//! Query builder
//!
//! Turns a requested column set and a list of qualifiers into a parameterized
//! remote query. Translation problems (unknown operators, unmapped types,
//! unusable casts) never fail the query: the offending piece is skipped or
//! defaulted and a diagnostic is emitted.

use std::collections::{HashMap, HashSet};

use bqfdw_options::{CastOverrides, FdwOptions, OptionsError, TableIdentity};
use bqfdw_types::mapping::{self, TemporalFamily};
use bqfdw_types::{ColumnSpec, Diagnostics, Scalar, SqlDialect};
use serde::Serialize;
use sha2::{Digest, Sha256};

use crate::column::{Column, ColumnListMode, PARTITION_TIME_IDENTIFIER, PARTITION_TIME_TYPE};
use crate::parameter::QueryParameter;
use crate::qualifier::{get_operator, Qualifier, SqlOperator};
use crate::strategy::{strategy_for, DialectStrategy};

/// Output of [`QueryBuilder::build_query`].
#[derive(Debug, Clone, PartialEq, Serialize)]
pub struct BuiltQuery {
    pub sql: String,
    pub parameters: Vec<QueryParameter>,
    pub dialect: SqlDialect,
}

impl BuiltQuery {
    /// SHA-256 over the query text and its parameters.
    pub fn fingerprint(&self) -> String {
        let mut hasher = Sha256::new();
        hasher.update(self.sql.as_bytes());
        for parameter in &self.parameters {
            let encoded = serde_json::to_string(parameter).unwrap_or_default();
            hasher.update(encoded.as_bytes());
        }
        format!("{:x}", hasher.finalize())
    }
}

pub struct QueryBuilder {
    identity: TableIdentity,
    strategy: &'static dyn DialectStrategy,
    group_by: bool,
    convert_tz: Option<String>,
    casting: CastOverrides,
    columns: Vec<Column>,
    by_name: HashMap<String, usize>,
    diagnostics: Diagnostics,
}

impl QueryBuilder {
    /// Build a query builder for one foreign table.
    ///
    /// Fails only when the remote table identity is missing. Cast overrides
    /// naming columns the table does not define are dropped here.
    pub fn new(
        options: &FdwOptions,
        columns: Vec<ColumnSpec>,
        diagnostics: Diagnostics,
    ) -> Result<Self, OptionsError> {
        let identity = options.table_identity()?;
        let diagnostics = diagnostics.with_verbose(options.verbose);

        let casting = options
            .casting
            .restricted_to(columns.iter().map(|c| c.name.as_str()), &diagnostics);

        let columns: Vec<Column> = columns.into_iter().map(Column::classify).collect();
        let by_name = columns
            .iter()
            .enumerate()
            .map(|(i, c)| (c.name().to_string(), i))
            .collect();

        Ok(Self {
            identity,
            strategy: strategy_for(options.dialect),
            group_by: options.group_by,
            convert_tz: options.convert_tz.clone(),
            casting,
            columns,
            by_name,
            diagnostics,
        })
    }

    pub fn dialect(&self) -> SqlDialect {
        self.strategy.dialect()
    }

    pub fn identity(&self) -> &TableIdentity {
        &self.identity
    }

    /// Table columns in declaration order.
    pub fn columns(&self) -> &[Column] {
        &self.columns
    }

    pub fn column(&self, name: &str) -> Option<&Column> {
        self.by_name.get(name).map(|&i| &self.columns[i])
    }

    /// Resolve requested names to classified columns, keeping the requested order.
    pub fn resolve_columns(&self, names: &[&str]) -> Vec<Column> {
        names
            .iter()
            .map(|name| match self.column(name) {
                Some(column) => column.clone(),
                None => {
                    self.diagnostics.warn(format!(
                        "Column '{}' is not defined on the foreign table, treating it as text",
                        name
                    ));
                    Column::classify(ColumnSpec::new(*name, mapping::DEFAULT_POSTGRES_TYPE))
                }
            })
            .collect()
    }

    /// Compose SELECT, FROM, WHERE and (when grouping is enabled) GROUP BY.
    ///
    /// `columns: None` selects every column. With grouping enabled the
    /// non-aggregate columns form the GROUP BY list; when that list renders
    /// empty (no explicit columns, or only the count column) no `GROUP BY`
    /// keyword is emitted at all.
    pub fn build_query(&self, qualifiers: Option<&[Qualifier]>, columns: Option<&[&str]>) -> BuiltQuery {
        let resolved = columns.map(|names| self.resolve_columns(names));
        let resolved = resolved.as_deref();

        let mut sql = format!(
            "SELECT {} FROM {}",
            self.build_column_list(resolved, ColumnListMode::Select),
            self.strategy.table_reference(&self.identity)
        );

        let (clause, parameters) = self.build_where_clause(qualifiers);
        if !clause.is_empty() {
            sql.push_str(" WHERE ");
            sql.push_str(&clause);
        }

        if self.group_by {
            let group = self.build_column_list(resolved, ColumnListMode::GroupBy);
            if !group.is_empty() {
                sql.push_str(" GROUP BY ");
                sql.push_str(&group);
            }
        }

        let query = BuiltQuery {
            sql,
            parameters,
            dialect: self.dialect(),
        };
        self.diagnostics.debug(format!(
            "Built {} query [{}]: {}",
            query.dialect,
            &query.fingerprint()[..12],
            query.sql
        ));
        query
    }

    /// Render a column set as a SELECT list or a GROUP BY list.
    ///
    /// An absent or empty set renders as `*` for SELECT and as nothing for GROUP BY.
    pub fn build_column_list(&self, columns: Option<&[Column]>, mode: ColumnListMode) -> String {
        let columns = match columns {
            Some(columns) if !columns.is_empty() => columns,
            _ => {
                return match mode {
                    ColumnListMode::Select => "*".to_string(),
                    ColumnListMode::GroupBy => String::new(),
                }
            }
        };

        columns
            .iter()
            .filter_map(|column| {
                let expr = match column {
                    Column::Count => match mode {
                        ColumnListMode::Select => "count(*)".to_string(),
                        ColumnListMode::GroupBy => return None,
                    },
                    Column::Partition => PARTITION_TIME_IDENTIFIER.to_string(),
                    Column::Ordinary(spec) => {
                        let native = mapping::remote_type_for(&spec.declared_type, SqlDialect::Standard);
                        let expr = self.set_time_zone(&spec.name, native);
                        self.cast_column(&expr, &spec.name, native)
                    }
                };
                Some(format!("{}{}", expr, add_column_alias(column.name(), mode)))
            })
            .collect::<Vec<_>>()
            .join(", ")
    }

    /// Wrap a date/time column in the remote timezone conversion function.
    ///
    /// Passes the column through when no timezone is configured or the type is
    /// not a date/datetime type.
    pub fn set_time_zone(&self, column: &str, remote_type: &str) -> String {
        match (&self.convert_tz, TemporalFamily::of(remote_type)) {
            (Some(tz), Some(family)) => format!("{}({}, \"{}\")", family.function(), column, tz),
            _ => column.to_string(),
        }
    }

    /// Apply the column's cast override when the conversion is listed as safe.
    pub fn cast_column(&self, expr: &str, column_name: &str, native_type: &str) -> String {
        match self.casting.target_for(column_name) {
            Some(target) if mapping::is_safe_cast(native_type, target) => {
                format!("CAST({} as {})", expr, self.strategy.cast_target(target))
            }
            Some(target) => {
                self.diagnostics.debug(format!(
                    "Cast of '{}' from {} to {} is not allowed, column left as is",
                    column_name, native_type, target
                ));
                expr.to_string()
            }
            None => expr.to_string(),
        }
    }

    /// Build the `AND`-joined predicate (without the `WHERE` keyword) and its parameters.
    ///
    /// Each qualifier on a defined column yields one fragment, and one
    /// parameter unless it is a null check. Qualifiers on columns the table
    /// does not define, on the count column, or with an unsupported operator
    /// are skipped with a warning and leave the scan unfiltered on that
    /// predicate.
    pub fn build_where_clause(&self, qualifiers: Option<&[Qualifier]>) -> (String, Vec<QueryParameter>) {
        let Some(qualifiers) = qualifiers else {
            return (String::new(), Vec::new());
        };

        let mut fragments = Vec::with_capacity(qualifiers.len());
        let mut parameters = Vec::with_capacity(qualifiers.len());
        let mut names = ParameterNames::default();

        for qualifier in qualifiers {
            let Some(mut operator) = get_operator(&qualifier.operator, &self.diagnostics) else {
                continue;
            };

            let (lhs, remote_type) = match self.column(&qualifier.field_name) {
                Some(Column::Partition) => (PARTITION_TIME_IDENTIFIER.to_string(), PARTITION_TIME_TYPE),
                Some(Column::Ordinary(spec)) => (spec.name.clone(), self.strategy.remote_type(&spec.declared_type)),
                Some(Column::Count) => {
                    self.diagnostics.warn("Qualifiers on the count pseudo-column cannot be pushed down");
                    continue;
                }
                None => {
                    self.diagnostics.warn(format!(
                        "Qualifier on unknown column '{}' skipped",
                        qualifier.field_name
                    ));
                    continue;
                }
            };

            // `= NULL` / `<> NULL` arrive from some hosts instead of IS [NOT]
            if qualifier.value.is_null() {
                operator = match operator {
                    SqlOperator::Eq => SqlOperator::IsNull,
                    SqlOperator::NotEq => SqlOperator::IsNotNull,
                    other => other,
                };
            }

            if operator.is_null_check() {
                fragments.push(format!("{} {}", lhs, operator.keyword()));
                continue;
            }

            let name = names.next(&qualifier.field_name);
            match operator {
                SqlOperator::In => {
                    let values = match &qualifier.value {
                        Scalar::List(values) => values.clone(),
                        single => vec![single.clone()],
                    };
                    fragments.push(self.strategy.membership(&lhs, &name));
                    parameters.push(QueryParameter::array(name, remote_type, values));
                }
                _ => {
                    fragments.push(format!("{} {} @{}", lhs, operator.keyword(), name));
                    parameters.push(QueryParameter::scalar(name, remote_type, qualifier.value.clone()));
                }
            }
        }

        (fragments.join(" AND "), parameters)
    }

    /// Remote type of a table column, defaulting to `STRING`.
    pub fn get_bigquery_datatype(&self, column_name: &str, dialect: SqlDialect) -> &'static str {
        match self.column(column_name) {
            Some(Column::Ordinary(spec)) => mapping::remote_type_for(&spec.declared_type, dialect),
            Some(Column::Count) => mapping::remote_type_for("bigint", dialect),
            Some(Column::Partition) => PARTITION_TIME_TYPE,
            None => mapping::DEFAULT_REMOTE_TYPE,
        }
    }
}

/// `" as name"` in SELECT mode, nothing in GROUP BY mode.
pub fn add_column_alias(name: &str, mode: ColumnListMode) -> String {
    match mode {
        ColumnListMode::Select => format!(" as {}", name),
        ColumnListMode::GroupBy => String::new(),
    }
}

/// Hands out unique parameter names derived from column names.
#[derive(Default)]
struct ParameterNames {
    issued: HashSet<String>,
}

impl ParameterNames {
    fn next(&mut self, column: &str) -> String {
        let mut base: String = column
            .chars()
            .map(|c| if c.is_ascii_alphanumeric() || c == '_' { c } else { '_' })
            .collect();
        if base.is_empty() || base.starts_with(|c: char| c.is_ascii_digit()) {
            base.insert_str(0, "p_");
        }

        // A suffixed name may itself be a column's name (`year_2`)
        let mut name = base.clone();
        let mut n = 1;
        while self.issued.contains(&name) {
            n += 1;
            name = format!("{}_{}", base, n);
        }
        self.issued.insert(name.clone());
        name
    }
}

### ACTIVITY
Show all lines of the material in which the word "Serialize" can be found.

### WRITTEN RESPONSE
use serde::Serialize;
#[derive(Debug, Clone, PartialEq, Serialize)]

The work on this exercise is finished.